Every line in the data below that holds "anyhow" should be found and copied.

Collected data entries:
- - - - - - -
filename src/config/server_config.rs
//! HTTP server and CORS configuration parsing from environment variables.

use super::env_flag;
use anyhow::{Context, Result};
use std::env;

pub const DEFAULT_ALLOWED_ORIGIN: &str = "https://frontend-shrimp.vercel.app";

/// Server environment configuration
#[derive(Debug, Clone)]
pub struct ServerEnvConfig {
    pub bind_address: String,
    pub port: u16,
    pub cors: CorsEnvConfig,
}

/// Cross-origin policy for browser callers
#[derive(Debug, Clone, PartialEq, Eq)]
pub struct CorsEnvConfig {
    /// Exact origins, or a single `*` for any origin
    pub allowed_origins: Vec<String>,
    pub allow_credentials: bool,
}

impl CorsEnvConfig {
    pub fn allows_any_origin(&self) -> bool {
        self.allowed_origins.iter().any(|o| o == "*")
    }
}

impl Default for CorsEnvConfig {
    fn default() -> Self {
        Self {
            allowed_origins: vec![DEFAULT_ALLOWED_ORIGIN.to_string()],
            allow_credentials: false,
        }
    }
}

impl Default for ServerEnvConfig {
    fn default() -> Self {
        Self {
            bind_address: "0.0.0.0".to_string(),
            port: 8000,
            cors: CorsEnvConfig::default(),
        }
    }
}

impl ServerEnvConfig {
    pub fn from_env() -> Result<Self> {
        let bind_address =
            env::var("SERVER_BIND_ADDRESS").unwrap_or_else(|_| "0.0.0.0".to_string());

        let port = env::var("PORT")
            .unwrap_or_else(|_| "8000".to_string())
            .parse::<u16>()
            .context("Failed to parse PORT")?;

        let origins_str = env::var("CORS_ALLOWED_ORIGINS")
            .unwrap_or_else(|_| DEFAULT_ALLOWED_ORIGIN.to_string());
        let allowed_origins: Vec<String> = origins_str
            .split(',')
            .map(|s| s.trim().to_string())
            .filter(|s| !s.is_empty())
            .collect();

        let allow_credentials = env_flag("CORS_ALLOW_CREDENTIALS", false);

        let cors = CorsEnvConfig {
            allowed_origins,
            allow_credentials,
        };

        // Browsers refuse credentialed responses with a wildcard origin
        if cors.allow_credentials && cors.allows_any_origin() {
            anyhow::bail!("CORS_ALLOW_CREDENTIALS=true cannot be combined with CORS_ALLOWED_ORIGINS=*");
        }

        Ok(Self {
            bind_address,
            port,
            cors,
        })
    }

    pub fn socket_address(&self) -> String {
        format!("{}:{}", self.bind_address, self.port)
    }
}
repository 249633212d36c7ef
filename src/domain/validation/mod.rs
pub mod operating_ranges;

pub use operating_ranges::{FieldRange, OPERATING_RANGES, RangeValidator};
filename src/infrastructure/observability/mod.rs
//! Observability for the yield service
//!
//! Prometheus counters and histograms, scraped from `GET /metrics`.
//! Request and startup logging goes through `tracing`.

pub mod metrics;

pub use metrics::Metrics;
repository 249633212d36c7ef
pub mod application;
pub mod config;
pub mod domain;
pub mod infrastructure;
pub mod interfaces;
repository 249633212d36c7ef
pub mod http;
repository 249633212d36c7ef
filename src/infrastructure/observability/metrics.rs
//! Prometheus metrics definitions for the yield service
//!
//! All metrics use the `shrimp_yield_` prefix.

use prometheus::{
    CounterVec, Gauge, GaugeVec, Histogram, HistogramOpts, Opts, Registry, TextEncoder,
    core::{AtomicF64, GenericGauge, GenericGaugeVec},
};
use std::sync::Arc;
use std::time::Instant;

/// Prediction outcome label values
pub const OUTCOME_OK: &str = "ok";
pub const OUTCOME_MISSING_FEATURE: &str = "missing_feature";
pub const OUTCOME_OUT_OF_RANGE: &str = "out_of_range";
pub const OUTCOME_ERROR: &str = "error";

/// Prometheus metrics for the prediction service
#[derive(Clone)]
pub struct Metrics {
    registry: Arc<Registry>,
    start_time: Instant,
    /// Predictions by outcome
    pub predictions_total: CounterVec,
    /// End-to-end pipeline latency
    pub prediction_latency_seconds: Histogram,
    /// Most recent successful prediction
    pub last_prediction: GenericGauge<AtomicF64>,
    /// Loaded model identity (constant 1)
    pub model_info: GenericGaugeVec<AtomicF64>,
    /// Uptime in seconds, refreshed on every scrape
    pub uptime_seconds: GenericGauge<AtomicF64>,
}

impl Metrics {
    /// Create a new Metrics instance with all gauges and counters registered
    pub fn new() -> anyhow::Result<Self> {
        let registry = Registry::new();

        let predictions_total = CounterVec::new(
            Opts::new("shrimp_yield_predictions_total", "Predictions served by outcome"),
            &["outcome"],
        )?;
        registry.register(Box::new(predictions_total.clone()))?;

        let prediction_latency_seconds = Histogram::with_opts(
            HistogramOpts::new(
                "shrimp_yield_prediction_latency_seconds",
                "Prediction pipeline latency in seconds",
            )
            .buckets(vec![
                0.0001, 0.0005, 0.001, 0.0025, 0.005, 0.01, 0.025, 0.05, 0.1, 0.25,
            ]),
        )?;
        registry.register(Box::new(prediction_latency_seconds.clone()))?;

        let last_prediction = Gauge::with_opts(Opts::new(
            "shrimp_yield_last_prediction",
            "Most recent predicted yield percentage",
        ))?;
        registry.register(Box::new(last_prediction.clone()))?;

        let model_info = GaugeVec::new(
            Opts::new("shrimp_yield_model_info", "Loaded model (always 1)"),
            &["model", "format"],
        )?;
        registry.register(Box::new(model_info.clone()))?;

        let uptime_seconds = Gauge::with_opts(Opts::new(
            "shrimp_yield_uptime_seconds",
            "Server uptime in seconds",
        ))?;
        registry.register(Box::new(uptime_seconds.clone()))?;

        Ok(Self {
            registry: Arc::new(registry),
            start_time: Instant::now(),
            predictions_total,
            prediction_latency_seconds,
            last_prediction,
            model_info,
            uptime_seconds,
        })
    }

    /// Render all metrics in Prometheus text format
    pub fn render(&self) -> String {
        self.uptime_seconds
            .set(self.start_time.elapsed().as_secs_f64());
        let encoder = TextEncoder::new();
        let metric_families = self.registry.gather();
        encoder
            .encode_to_string(&metric_families)
            .unwrap_or_default()
    }

    pub fn set_model(&self, name: &str, format: &str) {
        self.model_info.with_label_values(&[name, format]).set(1.0);
    }

    pub fn record_outcome(&self, outcome: &str) {
        self.predictions_total.with_label_values(&[outcome]).inc();
    }

    pub fn record_success(&self, prediction: f64, latency_secs: f64) {
        self.record_outcome(OUTCOME_OK);
        self.last_prediction.set(prediction);
        self.prediction_latency_seconds.observe(latency_secs);
    }

    pub fn uptime_secs(&self) -> u64 {
        self.start_time.elapsed().as_secs()
    }
}
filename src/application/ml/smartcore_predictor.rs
use super::predictor::YieldModel;
use crate::domain::errors::{ArtifactError, PredictionError};
use crate::domain::ml::{FeatureRow, ModelFormat};
use smartcore::ensemble::random_forest_regressor::RandomForestRegressor;
use smartcore::linalg::basic::matrix::DenseMatrix;
use std::path::Path;
use tracing::info;

pub type ForestRegressor = RandomForestRegressor<f64, f64, DenseMatrix<f64>, Vec<f64>>;

pub struct SmartCorePredictor {
    model: ForestRegressor,
}

impl SmartCorePredictor {
    pub fn new(model: ForestRegressor) -> Self {
        Self { model }
    }

    /// Loads a random forest serialized with serde_json.
    pub fn load(path: &Path) -> Result<Self, ArtifactError> {
        let buffer = std::fs::read(path).map_err(|source| ArtifactError::Io {
            path: path.to_path_buf(),
            source,
        })?;

        let model: ForestRegressor =
            serde_json::from_slice(&buffer).map_err(|e| ArtifactError::Corrupt {
                path: path.to_path_buf(),
                reason: e.to_string(),
            })?;

        info!("Successfully loaded smartcore model from {:?}", path);
        Ok(Self::new(model))
    }
}

impl YieldModel for SmartCorePredictor {
    fn predict(&self, row: &FeatureRow) -> Result<f64, PredictionError> {
        let input_matrix = DenseMatrix::from_2d_vec(&vec![row.values().to_vec()])
            .map_err(|e| PredictionError::inference(format!("Matrix creation failed: {}", e)))?;

        let predictions = self
            .model
            .predict(&input_matrix)
            .map_err(|e| PredictionError::inference(format!("Prediction failed: {}", e)))?;

        predictions
            .first()
            .copied()
            .ok_or_else(|| PredictionError::inference("No prediction returned"))
    }

    fn name(&self) -> &str {
        "SmartCore Random Forest"
    }

    fn format(&self) -> ModelFormat {
        ModelFormat::SmartCore
    }
}

#[cfg(test)]
mod tests {
    use super::*;
    use smartcore::ensemble::random_forest_regressor::RandomForestRegressorParameters;

    fn fitted() -> ForestRegressor {
        // y = 10 * x0 on a tiny grid; x1 is noise-free filler
        let x: Vec<Vec<f64>> = (0..20).map(|i| vec![i as f64, 1.0]).collect();
        let y: Vec<f64> = (0..20).map(|i| 10.0 * i as f64).collect();
        let params = RandomForestRegressorParameters::default()
            .with_n_trees(5)
            .with_max_depth(6);
        RandomForestRegressor::fit(&DenseMatrix::from_2d_vec(&x).unwrap(), &y, params).unwrap()
    }

    #[test]
    fn test_predict_single_row() {
        let predictor = SmartCorePredictor::new(fitted());
        let value = predictor
            .predict(&FeatureRow::from_values(vec![10.0, 1.0]))
            .unwrap();
        assert!(value.is_finite());
        assert!((0.0..=190.0).contains(&value));
    }

    #[test]
    fn test_load_rejects_garbage() {
        let path = std::env::temp_dir().join(format!("garbage-{}.json", uuid::Uuid::new_v4()));
        std::fs::write(&path, b"{not json").unwrap();

        let result = SmartCorePredictor::load(&path);
        std::fs::remove_file(&path).ok();

        assert!(matches!(result, Err(ArtifactError::Corrupt { .. })));
    }

    #[test]
    fn test_serde_roundtrip_preserves_predictions() {
        let model = fitted();
        let json = serde_json::to_vec(&model).unwrap();
        let restored: ForestRegressor = serde_json::from_slice(&json).unwrap();

        let row = FeatureRow::from_values(vec![3.0, 1.0]);
        let a = SmartCorePredictor::new(model).predict(&row).unwrap();
        let b = SmartCorePredictor::new(restored).predict(&row).unwrap();
        assert_eq!(a, b);
    }
}
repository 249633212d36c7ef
use super::feature_registry::{DerivedFeatures, FeatureVector};
use serde::{Deserialize, Serialize};
use std::collections::HashSet;

/// Ordered column names the model was trained on.
#[derive(Debug, Clone, PartialEq, Eq, Serialize, Deserialize)]
#[serde(transparent)]
pub struct FeatureSchema {
    columns: Vec<String>,
}

impl FeatureSchema {
    pub fn new(columns: Vec<String>) -> Self {
        Self { columns }
    }

    pub fn columns(&self) -> &[String] {
        &self.columns
    }

    pub fn len(&self) -> usize {
        self.columns.len()
    }

    pub fn is_empty(&self) -> bool {
        self.columns.is_empty()
    }

    pub fn first_duplicate(&self) -> Option<&str> {
        let mut seen = HashSet::with_capacity(self.columns.len());
        self.columns
            .iter()
            .find(|c| !seen.insert(c.as_str()))
            .map(String::as_str)
    }

    /// Builds the model row in schema order. Raw inputs win over derived
    /// terms on a name clash; columns found in neither are zero.
    pub fn assemble(&self, input: &FeatureVector, derived: &DerivedFeatures) -> FeatureRow {
        let values = self
            .columns
            .iter()
            .map(|column| {
                input
                    .get(column)
                    .or_else(|| derived.get(column))
                    .unwrap_or(0.0)
            })
            .collect();
        FeatureRow { values }
    }

    /// Row of zeros with the schema's width, used to warm the model up.
    pub fn zero_row(&self) -> FeatureRow {
        FeatureRow {
            values: vec![0.0; self.columns.len()],
        }
    }
}

/// A single model input row, already ordered.
#[derive(Debug, Clone, PartialEq)]
pub struct FeatureRow {
    values: Vec<f64>,
}

impl FeatureRow {
    pub fn from_values(values: Vec<f64>) -> Self {
        Self { values }
    }

    pub fn values(&self) -> &[f64] {
        &self.values
    }

    pub fn len(&self) -> usize {
        self.values.len()
    }

    pub fn is_empty(&self) -> bool {
        self.values.is_empty()
    }

    pub fn to_f32(&self) -> Vec<f32> {
        self.values.iter().map(|v| *v as f32).collect()
    }
}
- - - - - - -
ANSWER SPACE:
use anyhow::{Context, Result};
            anyhow::bail!("CORS_ALLOW_CREDENTIALS=true cannot be combined with CORS_ALLOWED_ORIGINS=*");
    pub fn new() -> anyhow::Result<Self> {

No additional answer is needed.